Of the more than 6,000 MLB games Coyne has witnessed, two stand out. The first was a game on May 25, 1935, when an overweight, over-the-hill Ruth hit homers No. 712, 713 and 714 of his career.
It was Kid's Day at Forbes Field, before he became an usher, so he didn’t have to worry about being disciplined by his parents for attending the game. Ruth played for the Boston Braves in the final season of his illustrious, 22-year career.
The last home run was the most memorable, as it was the first ball to clear the roof of the towering right-field grandstand at Forbes Field. "... the fans came out of their seats as they heard the loud report that started the rocket towards the roof," the Pittsburgh Sun-Telegraph reported the next day. Coyne and his friends left the ballpark to try to find the baseball.
“I don’t know whoever got the ball," he recalled, "but there were a couple hundred of us down there.”
The other game he remembers best was on Oct. 13, 1960, when Pirates second baseman Mazeroski hit a home run to beat the heavily favored Yankees in Game 7 of the World Series. Coyne was working as an usher on the third base side, near home plate, when Maz hit Ralph Terry's 1-0 pitch over the left field wall.
“The people went wild," said Coyne, still sharp in his second century of life. "… normally, in a regular game, we would keep the people from going over the rails. But that day, the people crossed the rail before I did. That was a wild day. You won’t find many days like that.”

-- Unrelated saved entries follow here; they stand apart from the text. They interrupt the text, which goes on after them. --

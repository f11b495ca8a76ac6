use std::path::{Path, PathBuf};
use std::{env, fs};

use serde::Deserialize;
use thiserror::Error;

const CONFIG_FILE: &str = "config.json";

#[derive(Error, Debug)]
pub enum ConfigError {
    #[error("Could not find a config file, looked in: {0:?}")]
    NotFound(Vec<PathBuf>),
    #[error("Could not read config file: {0}")]
    Unreadable(#[from] std::io::Error),
    #[error("Config file is not valid: {0}")]
    Invalid(#[from] serde_json::Error),
    #[error("Config file must contain both runner1 and runner2")]
    MissingRunner,
    #[error("currentSeasonNumber must be at least 1, got {0}")]
    InvalidSeason(u32),
}

#[derive(Deserialize, Debug, Clone, PartialEq)]
#[serde(rename_all = "camelCase")]
pub struct RunnerConfig {
    pub runner1: String,
    pub runner2: String,
    pub current_season_number: u32,
}

impl RunnerConfig {
    /// Loads the first config file found in [`candidate_paths`]
    pub fn load() -> Result<RunnerConfig, ConfigError> {
        let candidates = candidate_paths();
        match locate(&candidates) {
            Some(path) => RunnerConfig::from_file(&path),
            None => Err(ConfigError::NotFound(candidates)),
        }
    }

    pub fn from_file(path: &Path) -> Result<RunnerConfig, ConfigError> {
        tracing::info!("Reading config from {}", path.display());
        let file_content = fs::read_to_string(path)?;
        RunnerConfig::from_json(&file_content)
    }

    pub fn from_json(json: &str) -> Result<RunnerConfig, ConfigError> {
        let config = serde_json::from_str::<RunnerConfig>(json)?;
        config.validate()?;
        Ok(config)
    }

    fn validate(&self) -> Result<(), ConfigError> {
        if self.runner1.trim().is_empty() || self.runner2.trim().is_empty() {
            return Err(ConfigError::MissingRunner);
        }

        if self.current_season_number < 1 {
            return Err(ConfigError::InvalidSeason(self.current_season_number));
        }

        Ok(())
    }

    pub fn runners(&self) -> [&str; 2] {
        [self.runner1.as_str(), self.runner2.as_str()]
    }
}

/// Returns the first candidate that exists as a file
pub fn locate(candidates: &[PathBuf]) -> Option<PathBuf> {
    candidates.iter().find(|path| path.is_file()).cloned()
}

/// Config locations in lookup order: `RUNNER_CONFIG`, the working directory,
/// the directory of the executable and finally the one shipped with the crate
pub fn candidate_paths() -> Vec<PathBuf> {
    let mut candidates = Vec::new();

    if let Ok(path) = env::var("RUNNER_CONFIG") {
        candidates.push(PathBuf::from(path));
    }

    candidates.push(PathBuf::from(CONFIG_FILE));

    if let Some(dir) = env::current_exe()
        .ok()
        .and_then(|exe| exe.parent().map(Path::to_path_buf))
    {
        candidates.push(dir.join(CONFIG_FILE));
    }

    candidates.push(Path::new(env!("CARGO_MANIFEST_DIR")).join(CONFIG_FILE));
    candidates
}

/// Directory the reports are written to, `REPORT_DIR` or the working directory
pub fn report_dir() -> PathBuf {
    env::var("REPORT_DIR")
        .map(PathBuf::from)
        .unwrap_or_else(|_| PathBuf::from("."))
}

Coyne finally attended an Opening Day as a fan last season. He didn't stay for the entire game against the Cardinals. Instead, the lifelong bachelor spent the bulk of his time chatting with another fan, Melissa Franko, whom he had met for the first time.
“He was pretty much a celebrity,” Franko said. “Everybody was coming to see him and talk to him. People wanted to come and get selfies of him." (In 2017, the Pirates even held a "Phil Coyne Day" at PNC Park.)
With opening day on hold and Coyne's age limiting him, his remarkable MLB run may finally be over. But he has cemented his place as a legend in Pittsburgh.